Todes gestorben seien, was allerdings unter thailändischen
Kriminellen wiederum nicht besonders aussergewöhnlich ist.
Der Boden des Mandapas liegt
ein gutes Stück unter dem Level des zentralen Heiligtums und
des Antaralas.
Die Stufen, die hinunter führen, stammen aus späterer
Zeit. Vermutlich befand sich hier früher ein Holzfussboden.
Man vermutet, dass der Raum auch über eine Holzdecke verfügte.
Die Darstellung des Bullen Nandi, dem Reittier Shivas,
stammt ebenfalls aus späterer Zeit.
Im Inneren des Mandapa finden sich viele verschiedene Darstellungen
der hinduistischen Mythologie.
Auf diesem Türsturz
über dem Eingang zum Antarala sieht man fünf
betende Rishis, hinduistische Priester und Asketen, die
die Vorgänger der Brahmanen waren.
Prang
Der Prang, der das zentrale
Heiligtum beherbergt ist 23m hoch und 9m breit und besteht aus rosafarbenem
Sandstein. Er ist über und über mit mythologischen Figuren
verziert.
Vermutlich wurde der Prang im frühen 12. Jahrhundert
errichtet, also nach dem entsprechenden Gebäude in Phimai.
Er wirkt auch wuchtiger, als sein Pendant.

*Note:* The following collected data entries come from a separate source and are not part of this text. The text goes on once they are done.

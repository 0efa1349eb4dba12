//! Snapshot orchestration
//!
//! [`Dircontxt`] runs the full pipeline for one target directory:
//!
//! 1. find the previous snapshot, if any, and derive the next version
//! 2. load ignore rules
//! 3. walk the target
//! 4. compare against the previous archive and verify suspected changes
//! 5. write the new archive
//! 6. render the context text and, when something changed, the diff text
//!
//! Change detection runs before the new archive replaces the old one, so the
//! old content section is still available for byte comparison.
//!
//! ## Artifacts
//!
//! For a target `/work/proj`, artifacts are written next to it (or into the
//! configured output directory):
//!
//! - `/work/proj.dircontxt` (archive, kept in every mode)
//! - `/work/proj.llmcontext.txt` (context text)
//! - `/work/proj.llmcontext-V1.2-diff.txt` (diff text for version `V1.2`)
//!
//! ## Example
//!
//! ```rust,no_run
//! use dircontxt::{AppConfig, DircontxtBuilder, OutputMode};
//!
//! # fn main() -> Result<(), Box<dyn std::error::Error>> {
//! let dctx = DircontxtBuilder::new()
//!     .config(AppConfig::load())
//!     .ignore_patterns(vec!["*.tmp".to_string()])
//!     .build("./my_project")?;
//!
//! let outcome = dctx.snapshot()?;
//! println!("Snapshot {} written", outcome.version);
//! if let Some(changes) = &outcome.changes {
//!     println!("{} changes since {:?}", changes.len(), outcome.previous_version);
//! }
//! # Ok(())
//! # }
//! ```

use crate::config::{self, AppConfig};
use crate::diff::{compare_verified, DiffReport};
use crate::error::{DctxError, Result};
use crate::ignore::{load_rules, IgnoreRules};
use crate::reader::Archive;
use crate::render::{context_to_string, render_context, render_diff, write_text_file};
use crate::types::{ArtifactPaths, OutputMode, SnapshotOutcome};
use crate::version::{next_version, read_version, INITIAL_VERSION};
use crate::walker::{WalkOutcome, Walker};
use crate::writer::write_archive;
use std::fs;
use std::io::ErrorKind;
use std::path::{Path, PathBuf};
use tracing::{debug, info, instrument, warn};

/// Builder for configuring a [`Dircontxt`] run
///
/// # Examples
///
/// ```rust,no_run
/// use dircontxt::{DircontxtBuilder, OutputMode};
///
/// let dctx = DircontxtBuilder::new()
///     .output_mode(OutputMode::Binary)
///     .follow_symlinks(true)
///     .output_dir("/tmp/snapshots")
///     .build("./project")
///     .unwrap();
/// ```
#[derive(Debug, Clone)]
pub struct DircontxtBuilder {
    config: AppConfig,
    ignore_patterns: Vec<String>,
    output_dir: Option<PathBuf>,
    global_ignore_file: Option<PathBuf>,
}

impl DircontxtBuilder {
    /// Create a builder with default settings and the user-global ignore file
    pub fn new() -> Self {
        Self {
            config: AppConfig::default(),
            ignore_patterns: Vec::new(),
            output_dir: None,
            global_ignore_file: config::global_ignore_path(),
        }
    }

    /// Replace all settings with a loaded configuration
    pub fn config(mut self, config: AppConfig) -> Self {
        self.config = config;
        self
    }

    /// Set which artifacts a snapshot leaves behind
    pub fn output_mode(mut self, mode: OutputMode) -> Self {
        self.config.output_mode = mode;
        self
    }

    /// Capture symlink targets instead of skipping links
    pub fn follow_symlinks(mut self, follow: bool) -> Self {
        self.config.follow_symlinks = follow;
        self
    }

    /// Extra ignore patterns, applied after every ignore file
    pub fn ignore_patterns(mut self, patterns: Vec<String>) -> Self {
        self.ignore_patterns = patterns;
        self
    }

    /// Directory for artifacts (defaults to the target's parent)
    pub fn output_dir(mut self, dir: impl Into<PathBuf>) -> Self {
        self.output_dir = Some(dir.into());
        self
    }

    /// User-global ignore file, or `None` to skip it
    pub fn global_ignore_file(mut self, path: Option<PathBuf>) -> Self {
        self.global_ignore_file = path;
        self
    }

    /// Resolve the target and derive artifact paths.
    ///
    /// # Errors
    ///
    /// - [`DctxError::RootUnreadable`] if the target cannot be resolved
    /// - [`DctxError::NotADirectory`] if it is not a directory
    /// - [`DctxError::InvalidTarget`] if it has no name to derive artifacts from
    pub fn build(self, target: impl AsRef<Path>) -> Result<Dircontxt> {
        let given = target.as_ref();
        let target = given
            .canonicalize()
            .map_err(|source| DctxError::RootUnreadable {
                path: given.to_path_buf(),
                source,
            })?;
        if !target.is_dir() {
            return Err(DctxError::NotADirectory(target));
        }

        let base_name = target
            .file_name()
            .and_then(|n| n.to_str())
            .map(str::to_string)
            .ok_or_else(|| DctxError::InvalidTarget(target.clone()))?;
        let output_dir = match self.output_dir {
            Some(dir) => dir,
            None => target
                .parent()
                .map(Path::to_path_buf)
                .ok_or_else(|| DctxError::InvalidTarget(target.clone()))?,
        };
        let paths = ArtifactPaths::new(output_dir, &base_name);

        debug!("Target {} -> archive {}", target.display(), paths.archive.display());
        Ok(Dircontxt {
            target,
            paths,
            config: self.config,
            ignore_patterns: self.ignore_patterns,
            global_ignore_file: self.global_ignore_file,
        })
    }
}

impl Default for DircontxtBuilder {
    fn default() -> Self {
        Self::new()
    }
}

/// Snapshot runner for one target directory
#[derive(Debug, Clone)]
pub struct Dircontxt {
    target: PathBuf,
    paths: ArtifactPaths,
    config: AppConfig,
    ignore_patterns: Vec<String>,
    global_ignore_file: Option<PathBuf>,
}

/// What is known about the last snapshot of a target
struct PreviousState {
    version: String,
    archive: Option<Archive>,
}

struct Prepared {
    version: String,
    previous_version: Option<String>,
    changes: Option<DiffReport>,
    walked: WalkOutcome,
}

impl Dircontxt {
    /// Canonical target directory
    pub fn target(&self) -> &Path {
        &self.target
    }

    /// Artifact locations
    pub fn paths(&self) -> &ArtifactPaths {
        &self.paths
    }

    /// Effective settings
    pub fn config(&self) -> &AppConfig {
        &self.config
    }

    /// Ignore rules for this target
    pub fn rules(&self) -> IgnoreRules {
        let names = self.paths.artifact_names();
        let names: Vec<&str> = names.iter().map(String::as_str).collect();
        load_rules(
            &self.target,
            self.global_ignore_file.as_deref(),
            &names,
            &self.ignore_patterns,
        )
    }

    fn walk(&self) -> Result<WalkOutcome> {
        let rules = self.rules();
        Walker::new(&rules)
            .with_follow_symlinks(self.config.follow_symlinks)
            .walk(&self.target)
    }

    /// Previous version and archive, if both artifacts exist
    fn previous_state(&self) -> Option<PreviousState> {
        if !self.paths.context.is_file() || !self.paths.archive.is_file() {
            debug!("No previous snapshot for {}", self.target.display());
            return None;
        }

        let version = read_version(&self.paths.context).unwrap_or_else(|| {
            warn!(
                "No version in {}, treating it as {}",
                self.paths.context.display(),
                INITIAL_VERSION
            );
            INITIAL_VERSION.to_string()
        });
        let archive = match Archive::open(&self.paths.archive) {
            Ok(archive) => Some(archive),
            Err(e) => {
                warn!(
                    "Cannot read previous archive {}, skipping change detection: {}",
                    self.paths.archive.display(),
                    e.user_message()
                );
                None
            }
        };
        Some(PreviousState { version, archive })
    }

    /// Walk the target and compare it against the previous snapshot
    fn prepare(&self) -> Result<Prepared> {
        let previous = self.previous_state();
        let version = previous
            .as_ref()
            .map(|p| next_version(&p.version))
            .unwrap_or_else(|| INITIAL_VERSION.to_string());
        info!("Creating snapshot {} of {}", version, self.target.display());

        let walked = self.walk()?;
        let (previous_version, changes) = match previous {
            Some(PreviousState { version: from, archive }) => {
                let changes =
                    archive.map(|mut archive| compare_verified(&walked.root, &mut archive));
                (Some(from), changes)
            }
            None => (None, None),
        };
        Ok(Prepared {
            version,
            previous_version,
            changes,
            walked,
        })
    }

    /// Run a full snapshot and write its artifacts.
    ///
    /// # Errors
    ///
    /// Walk root failures, archive write failures, and text artifact write
    /// failures. Problems with the previous snapshot only disable change
    /// detection.
    #[instrument(skip(self), fields(target = %self.target.display()))]
    pub fn snapshot(&self) -> Result<SnapshotOutcome> {
        let Prepared {
            version,
            previous_version,
            changes,
            walked,
        } = self.prepare()?;
        let mut root = walked.root;

        let write = write_archive(&self.paths.archive, &mut root)?;
        let mut outcome = SnapshotOutcome {
            version: version.clone(),
            previous_version,
            archive: Some(self.paths.archive.clone()),
            context: None,
            diff_file: None,
            changes,
            walk: walked.stats,
            warnings: walked.warnings,
            write,
        };

        let diff_path = self.paths.diff_for(&version);
        if self.config.output_mode.writes_text() {
            let mut archive = Archive::open(&self.paths.archive)?;
            write_text_file(&self.paths.context, |out| {
                render_context(out, &mut archive, &version)
            })?;
            outcome.context = Some(self.paths.context.clone());

            if let (Some(report), Some(from), Some(diff_path)) =
                (&outcome.changes, &outcome.previous_version, diff_path)
            {
                if report.has_changes() {
                    write_text_file(&diff_path, |out| {
                        render_diff(out, report, &mut archive, from, &version)
                    })?;
                    outcome.diff_file = Some(diff_path);
                } else {
                    info!("No changes since {}", from);
                }
            }
        } else {
            remove_stale(&self.paths.context);
            if let Some(diff_path) = diff_path {
                remove_stale(&diff_path);
            }
        }

        info!(
            "Snapshot {} complete: {} files, {} bytes of content",
            version, outcome.write.files, outcome.write.content_bytes
        );
        Ok(outcome)
    }

    /// Render the context text without touching any artifact on disk.
    ///
    /// The archive is staged in a temporary directory that is removed
    /// before returning.
    #[instrument(skip(self), fields(target = %self.target.display()))]
    pub fn snapshot_to_string(&self) -> Result<(String, SnapshotOutcome)> {
        let Prepared {
            version,
            previous_version,
            changes,
            walked,
        } = self.prepare()?;
        let mut root = walked.root;

        let staging = tempfile::TempDir::new()?;
        let staged_archive = staging
            .path()
            .join(format!("{}.dircontxt", self.paths.base_name));
        let write = write_archive(&staged_archive, &mut root)?;
        let mut archive = Archive::open(&staged_archive)?;
        let text = context_to_string(&mut archive, &version)?;

        let outcome = SnapshotOutcome {
            version,
            previous_version,
            archive: None,
            context: None,
            diff_file: None,
            changes,
            walk: walked.stats,
            warnings: walked.warnings,
            write,
        };
        Ok((text, outcome))
    }

    /// Changes since the last archive, without writing anything.
    ///
    /// Returns `None` when the target has no archive yet.
    #[instrument(skip(self), fields(target = %self.target.display()))]
    pub fn status(&self) -> Result<Option<DiffReport>> {
        if !self.paths.archive.is_file() {
            return Ok(None);
        }
        let mut archive = Archive::open(&self.paths.archive)?;
        let walked = self.walk()?;
        Ok(Some(compare_verified(&walked.root, &mut archive)))
    }
}

fn remove_stale(path: &Path) {
    match fs::remove_file(path) {
        Ok(()) => debug!("Removed {}", path.display()),
        Err(e) if e.kind() == ErrorKind::NotFound => {}
        Err(e) => warn!("Cannot remove {}: {}", path.display(), e),
    }
}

Im Inneren des Heiligtums befindet sich der phallusförmige
Linga des Shiva, über den früher Priester
geweihtes Wasser gossen. Das Wasser floss nach aussen über
die Rinnen im Boden ab. Auch das Innere des zentralen Heiligtums
ist reich geschmückt.
weitere Gebäude
In der südwestlichen Ecke der Anlage
befindet sich ein weiterer Turm, der Prang Noi.
Er wurde vermutlich im späten 10. Jahrhundert errichtet, ist
also wahrscheinlich älter, als die restliche Anlage. Man vermutet,
dass er jedoch unvollendet blieb.
Rechts und links vom Haupteingang befinden sich zwei Gebäude
- die Banalais - , die als Bibliotheken dienten.
Im nordöstlichen Bereich stösst man auf die Reste zweier
weiterer Strukturen, von denen jedoch nur noch einzelne Säulen
übrig geblieben sind. Diese wurden ins 10. Jahrhundert
datiert, sind also ebenfalls älter, als das zentrale Bauwerk.